**EXERCISE OBJECTIVE:**
If a line in the records below holds the word "Deserialize", copy it.

===== RECORDS SUPPLIED

use chrono::{DateTime, Utc};
use serde::{Deserialize, Serialize};
use utoipa::{IntoParams, ToSchema};

#[derive(Debug, Clone, Copy, PartialEq, Eq, Serialize, Deserialize, ToSchema)]
#[serde(rename_all = "snake_case")]
pub enum PartnerTypeDto {
    Restaurant,
    Cooperative,
    Retailer,
    Nonprofit,
    Other,
}

#[derive(Debug, Clone, Copy, PartialEq, Eq, Serialize, Deserialize, ToSchema)]
#[serde(rename_all = "snake_case")]
pub enum InquiryStatusDto {
    New,
    Contacted,
    Qualified,
    Closed,
}

#[derive(Debug, Clone, PartialEq, Serialize, Deserialize, ToSchema)]
pub struct PartnerInquiryDto {
    pub id: i32,
    pub organization: String,
    pub contact_name: String,
    pub email: String,
    pub phone: Option<String>,
    pub partner_type: PartnerTypeDto,
    pub message: String,
    pub status: InquiryStatusDto,
    pub created_at: DateTime<Utc>,
    pub updated_at: DateTime<Utc>,
}

#[derive(Debug, Clone, Serialize, Deserialize, ToSchema)]
pub struct CreatePartnerInquiryDto {
    pub organization: String,
    pub contact_name: String,
    pub email: String,
    pub phone: Option<String>,
    pub partner_type: PartnerTypeDto,
    pub message: String,
}

#[derive(Debug, Clone, Serialize, Deserialize, ToSchema)]
pub struct UpdateInquiryStatusDto {
    pub status: InquiryStatusDto,
}

#[derive(Debug, Clone, Deserialize, IntoParams)]
#[into_params(parameter_in = Query)]
pub struct InquiryFilterQuery {
    pub status: Option<InquiryStatusDto>,
}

==========

**SOLUTION TO THE EXERCISE:**
use serde::{Deserialize, Serialize};
#[derive(Debug, Clone, Copy, PartialEq, Eq, Serialize, Deserialize, ToSchema)]
#[derive(Debug, Clone, Copy, PartialEq, Eq, Serialize, Deserialize, ToSchema)]
#[derive(Debug, Clone, PartialEq, Serialize, Deserialize, ToSchema)]
#[derive(Debug, Clone, Serialize, Deserialize, ToSchema)]
#[derive(Debug, Clone, Serialize, Deserialize, ToSchema)]
#[derive(Debug, Clone, Deserialize, IntoParams)]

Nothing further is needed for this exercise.